*** Opening of Dataset records ***
use std::process::{Command, Stdio};
use std::time::Duration;

use indicatif::{ProgressBar, ProgressStyle};

use crate::{
    config, info,
    management::{DeviceChoice, DeviceStateManager, choose_device},
    spotify::{CoverCache, SpotifyClient},
    success,
    types::{Device, Track},
    warning,
};

/// Searches for a track and starts playback.
///
/// The full launcher flow: connectivity probe, token refresh if needed,
/// search, explicit-content filter, cover-cache warmup for the chosen track,
/// then device selection. With `--device` the track is played on the named
/// device and that device becomes the remembered one. Otherwise the
/// selection policy picks a target, and when no device exists at all the
/// configured local Spotify client is launched and playback starts as soon
/// as it registers.
pub async fn play(query: String, device: Option<String>) {
    let client = SpotifyClient::from_config();
    if !super::ensure_ready(&client).await {
        return;
    }

    let tracks = match client.search_tracks(&query, config::result_limit()).await {
        Ok(tracks) => tracks,
        Err(e) => {
            warning!("Search failed. Err: {}", e);
            return;
        }
    };

    let tracks = super::search::filter_explicit(tracks);
    let Some(track) = tracks.into_iter().next() else {
        info!("No tracks found for \"{}\".", query);
        return;
    };

    let covers = CoverCache::from_config();
    if let Err(e) = covers.download_for_album(&track.image_url, &track.album_id).await {
        warning!("Cover download failed for {}. Err: {}", track.album_name, e);
    }

    let mut state = match DeviceStateManager::load().await {
        Ok(state) => state,
        Err(e) => {
            warning!("Failed to load device state. Err: {}", e);
            DeviceStateManager::new()
        }
    };

    let devices = match client.get_devices().await {
        Ok(devices) => devices,
        Err(e) => {
            warning!("Failed to fetch devices. Err: {}", e);
            Vec::new()
        }
    };

    if let Some(target) = device {
        play_on_named_device(&client, &track, &devices, &target, &mut state).await;
        return;
    }

    match choose_device(&devices, state.last_device_id()) {
        DeviceChoice::NoDevices => {
            launch_local_and_play(&client, &track).await;
        }
        DeviceChoice::Use { device, remember } => {
            client.play_track(&track, &device.id).await;
            success!("Playing {} on {} ({})", track.name, device.name, device.kind);
            if remember {
                remember_device(&mut state, &device.id).await;
            }
        }
    }
}

/// Explicit "play on this device" action: match by id or name, play there
/// and remember the device.
async fn play_on_named_device(
    client: &SpotifyClient,
    track: &Track,
    devices: &[Device],
    target: &str,
    state: &mut DeviceStateManager,
) {
    let found = devices.iter().find(|d| d.id == target || d.name == target);

    let Some(device) = found else {
        warning!("No device \"{}\" found.", target);
        return;
    };

    client.play_track(track, &device.id).await;
    success!("Playing {} on {} ({})", track.name, device.name, device.kind);
    remember_device(state, &device.id).await;
}

/// Launches the configured local Spotify client detached and plays the
/// track once it registers as a device.
async fn launch_local_and_play(client: &SpotifyClient, track: &Track) {
    let command = config::spotify_executable();
    let spawned = Command::new(&command)
        .stdin(Stdio::null())
        .stdout(Stdio::null())
        .stderr(Stdio::null())
        .spawn();

    if let Err(e) = spawned {
        warning!("Failed to launch \"{}\". Err: {}", command, e);
        return;
    }

    let pb = ProgressBar::new_spinner();
    pb.set_message("Waiting for a Spotify device...");
    pb.enable_steady_tick(Duration::from_millis(100));
    pb.set_style(
        ProgressStyle::with_template("{spinner:.blue} {msg}")
            .unwrap()
            .tick_chars("⠋⠙⠹⠸⠼⠴⠦⠧⠇⠏"),
    );

    let played = client.wait_for_device_and_play(track).await;
    pb.finish_and_clear();

    if played {
        success!("Playing {} on local Spotify.", track.name);
    } else {
        warning!("No device appeared in time. Is \"{}\" installed?", command);
    }
}

async fn remember_device(state: &mut DeviceStateManager, device_id: &str) {
    if state.set_last_device_id(device_id) {
        if let Err(e) = state.persist().await {
            warning!("Failed to persist device state. Err: {}", e);
        }
    }
}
*** Close of Dataset records ***
* What to produce
Copy out the full listing, exactly as it stands.

* Your solution
use std::process::{Command, Stdio};
use std::time::Duration;

use indicatif::{ProgressBar, ProgressStyle};

use crate::{
    config, info,
    management::{DeviceChoice, DeviceStateManager, choose_device},
    spotify::{CoverCache, SpotifyClient},
    success,
    types::{Device, Track},
    warning,
};

/// Searches for a track and starts playback.
///
/// The full launcher flow: connectivity probe, token refresh if needed,
/// search, explicit-content filter, cover-cache warmup for the chosen track,
/// then device selection. With `--device` the track is played on the named
/// device and that device becomes the remembered one. Otherwise the
/// selection policy picks a target, and when no device exists at all the
/// configured local Spotify client is launched and playback starts as soon
/// as it registers.
pub async fn play(query: String, device: Option<String>) {
    let client = SpotifyClient::from_config();
    if !super::ensure_ready(&client).await {
        return;
    }

    let tracks = match client.search_tracks(&query, config::result_limit()).await {
        Ok(tracks) => tracks,
        Err(e) => {
            warning!("Search failed. Err: {}", e);
            return;
        }
    };

    let tracks = super::search::filter_explicit(tracks);
    let Some(track) = tracks.into_iter().next() else {
        info!("No tracks found for \"{}\".", query);
        return;
    };

    let covers = CoverCache::from_config();
    if let Err(e) = covers.download_for_album(&track.image_url, &track.album_id).await {
        warning!("Cover download failed for {}. Err: {}", track.album_name, e);
    }

    let mut state = match DeviceStateManager::load().await {
        Ok(state) => state,
        Err(e) => {
            warning!("Failed to load device state. Err: {}", e);
            DeviceStateManager::new()
        }
    };

    let devices = match client.get_devices().await {
        Ok(devices) => devices,
        Err(e) => {
            warning!("Failed to fetch devices. Err: {}", e);
            Vec::new()
        }
    };

    if let Some(target) = device {
        play_on_named_device(&client, &track, &devices, &target, &mut state).await;
        return;
    }

    match choose_device(&devices, state.last_device_id()) {
        DeviceChoice::NoDevices => {
            launch_local_and_play(&client, &track).await;
        }
        DeviceChoice::Use { device, remember } => {
            client.play_track(&track, &device.id).await;
            success!("Playing {} on {} ({})", track.name, device.name, device.kind);
            if remember {
                remember_device(&mut state, &device.id).await;
            }
        }
    }
}

/// Explicit "play on this device" action: match by id or name, play there
/// and remember the device.
async fn play_on_named_device(
    client: &SpotifyClient,
    track: &Track,
    devices: &[Device],
    target: &str,
    state: &mut DeviceStateManager,
) {
    let found = devices.iter().find(|d| d.id == target || d.name == target);

    let Some(device) = found else {
        warning!("No device \"{}\" found.", target);
        return;
    };

    client.play_track(track, &device.id).await;
    success!("Playing {} on {} ({})", track.name, device.name, device.kind);
    remember_device(state, &device.id).await;
}

/// Launches the configured local Spotify client detached and plays the
/// track once it registers as a device.
async fn launch_local_and_play(client: &SpotifyClient, track: &Track) {
    let command = config::spotify_executable();
    let spawned = Command::new(&command)
        .stdin(Stdio::null())
        .stdout(Stdio::null())
        .stderr(Stdio::null())
        .spawn();

    if let Err(e) = spawned {
        warning!("Failed to launch \"{}\". Err: {}", command, e);
        return;
    }

    let pb = ProgressBar::new_spinner();
    pb.set_message("Waiting for a Spotify device...");
    pb.enable_steady_tick(Duration::from_millis(100));
    pb.set_style(
        ProgressStyle::with_template("{spinner:.blue} {msg}")
            .unwrap()
            .tick_chars("⠋⠙⠹⠸⠼⠴⠦⠧⠇⠏"),
    );

    let played = client.wait_for_device_and_play(track).await;
    pb.finish_and_clear();

    if played {
        success!("Playing {} on local Spotify.", track.name);
    } else {
        warning!("No device appeared in time. Is \"{}\" installed?", command);
    }
}

async fn remember_device(state: &mut DeviceStateManager, device_id: &str) {
    if state.set_last_device_id(device_id) {
        if let Err(e) = state.persist().await {
            warning!("Failed to persist device state. Err: {}", e);
        }
    }
}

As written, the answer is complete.